During the Second Lebanon War, the Turkish media reported that Turkish authorities had forced two Iranian aircraft, on their way to Syria through Turkish airspace, to land because of suspicions that they were carrying unauthorized arms shipments. No weapons were found on board.

Meanwhile, UN Secretary General Ban Ki-moon sent the periodic report on the implementation of Resolution 1701 to the Security Council yesterday. According to the report, Israel maintains that Hezbollah has replenished its missile arsenal and currently holds tens of thousands of long-range rockets along with 20,000 shorter-range ones.
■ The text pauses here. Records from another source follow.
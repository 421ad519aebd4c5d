use bytes::{Buf, BytesMut};
use tokio_util::codec::{Decoder, Encoder};

use crate::codec::{FrameConfig, Message, LENGTH_PREFIX_SIZE};
use crate::error::{FrameError, Result};

/// `tokio_util` codec for the control protocol.
///
/// Wire-compatible with [`FrameReader`](crate::FrameReader) and
/// [`FrameWriter`](crate::FrameWriter); used where a `Framed` stream is more
/// convenient than driving the reader by hand.
#[derive(Debug, Clone, Default)]
pub struct ControlCodec {
    config: FrameConfig,
}

impl ControlCodec {
    pub fn new() -> Self {
        Self::default()
    }

    pub fn with_config(config: FrameConfig) -> Self {
        Self { config }
    }
}

impl Decoder for ControlCodec {
    type Item = Message;
    type Error = FrameError;

    fn decode(&mut self, src: &mut BytesMut) -> Result<Option<Message>> {
        if src.len() > self.config.max_buffered {
            return Err(FrameError::BufferOverflow {
                buffered: src.len(),
                max: self.config.max_buffered,
            });
        }
        if src.len() < LENGTH_PREFIX_SIZE {
            return Ok(None);
        }

        let len = usize::from(u16::from_be_bytes([src[0], src[1]]));
        if len == 0 {
            return Err(FrameError::EmptyFrame);
        }

        let total = LENGTH_PREFIX_SIZE + len;
        if src.len() < total {
            src.reserve(total - src.len());
            return Ok(None);
        }

        src.advance(LENGTH_PREFIX_SIZE);
        let body = src.split_to(len);
        Message::decode(&body).map(Some)
    }
}

impl Encoder<Message> for ControlCodec {
    type Error = FrameError;

    fn encode(&mut self, item: Message, dst: &mut BytesMut) -> Result<()> {
        item.encode(dst);
        Ok(())
    }
}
During the Second Lebanon War, the radical Shi'ite organization fired about 4,000 rockets into Israel.

The report called on Syria and Iran to behave responsibly and in line with the embargo on exporting arms to Lebanon.

The UN report is also critical of Israel's intelligence-gathering overflights in Lebanon, and the UN chief expressed concern at the anger that these flights spark.

"The repeated violations, on the part of Israel, undermine the credibility of UNIFIL and of the Lebanese army in the eyes of the local population and is preventing them from carrying out their role," the report states.

According to the Israeli government source, during his briefing to EU ambassadors, Beiditz said that the official position of Israel is that the intelligence-gathering flights are of particular importance, and he showed videos filmed by various aircraft documenting the smuggling of missiles from Syria into Lebanon.

"Without the overflights it will be difficult for Israel to pinpoint the launchers, the Hezbollah arms depots and the smuggling," the source said.

During the briefing, Beiditz was asked about Israel's assessment of Hezbollah's response to last month's assassination of terrorist mastermind Imad Mughniyah in Damascus. Beiditz said that it is difficult to tell, but noted that while the group's leaders are calling for revenge and blame Israel, there are many variables that are forcing Hezbollah to exhibit restraint.